_Task item_. For the word "TracingObserver", tally the lines of the data that contain it and give the tally alone.

_Exercise inputs_.

[Start of Attachment]

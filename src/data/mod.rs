pub mod acquirer;
pub mod cache;
pub mod observer;
pub mod orchestrator;
pub mod report;
pub mod validator;

pub use acquirer::{Acquirer, SeriesSource};
pub use cache::{CacheKey, CacheStore, FileCacheStore, MemoryCacheStore};
pub use observer::{LoadObserver, TracingObserver};
pub use orchestrator::{AcquisitionResult, Orchestrator, SymbolFailure, SymbolSelection};
pub use report::AcquisitionSummary;
pub use validator::SeriesValidator;
/// Entry point: load one window of historical bars for a set of symbols
use anyhow::Context;
use std::sync::Arc;
use tracing::{error, info, warn};
use tracing_subscriber::EnvFilter;

use histloader::{
    config::load_config,
    data::{AcquisitionSummary, Orchestrator, SymbolSelection, TracingObserver},
    provider::build_provider,
};

#[tokio::main]
async fn main() -> anyhow::Result<()> {
    tracing_subscriber::fmt()
        .with_env_filter(
            EnvFilter::try_from_default_env()
                .unwrap_or_else(|_| EnvFilter::new("histloader=info,info")),
        )
        .init();

    let config_path = std::env::var("CONFIG_PATH")
        .ok()
        .or_else(|| std::env::args().nth(1))
        .unwrap_or_else(|| "config.toml".to_string());

    info!("🚀 Starting historical data load ({})", config_path);

    let config = load_config(&config_path)
        .with_context(|| format!("loading configuration from {}", config_path))?;
    let provider = build_provider(&config.provider).context("building market data provider")?;
    let observer = Arc::new(TracingObserver::default());
    let orchestrator = Orchestrator::from_config(&config, provider, observer).await?;

    let window = *orchestrator.window();
    info!(
        "📅 Window {} → {} at {} into {}",
        window.start,
        window.end,
        window.timeframe,
        config.cache_dir.display()
    );

    let selection = SymbolSelection::from_config(&config);
    let result = match orchestrator.run(&selection).await {
        Ok(result) => result,
        Err(e) => {
            error!("❌ Acquisition failed [{}]: {}", e.error_code(), e);
            return Err(e.into());
        }
    };

    let summary = AcquisitionSummary::from_result(&result, &window);
    info!(
        "✅ Loaded {}/{} symbols ({} bars, {} from cache, {} fetched) in {}ms",
        summary.loaded,
        summary.requested,
        summary.bars,
        summary.cache_hits,
        summary.fetched,
        summary.duration_ms()
    );
    for failure in &summary.failures {
        warn!("   ✗ {} [{}]: {}", failure.symbol, failure.code, failure.message);
    }

    if config.write_summary {
        summary.save(&config.cache_dir).await?;
    }

    Ok(())
}
//! Update engine for mods installed into game profiles.
//!
//! [`updater::Updater`] is the entry point: it checks every tracked mod of a
//! profile against a [`catalog::CatalogClient`] and replaces outdated files
//! with a backup / download / swap / commit sequence that rolls back on
//! failure.

pub mod catalog;
pub mod config;
pub mod error;
pub mod models;
pub mod profile;
pub mod registry;
pub mod updater;
pub mod utils;

pub use catalog::{CatalogClient, DownloadStream, ModrinthCatalog};
pub use config::UpdaterConfig;
pub use error::{CatalogError, UpdateError, UpdateStep};
pub use models::{
    CatalogFile, CatalogVersion, CompatibilityTags, InstalledArtifact, UpdateReport,
    UpdateResult, UpdatedArtifact,
};
pub use profile::{DirectoryProfileManager, Profile, ProfileManager};
pub use registry::{ArtifactRegistry, RegistryEntry};
pub use updater::{
    Backup, CancelToken, ChannelListener, FanOutListener, SilentListener, UpdateEvent,
    UpdateListener, Updater,
};
pub use utils::{compare_versions, Version};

[End of Attachment]

_Result for this exercise_. 3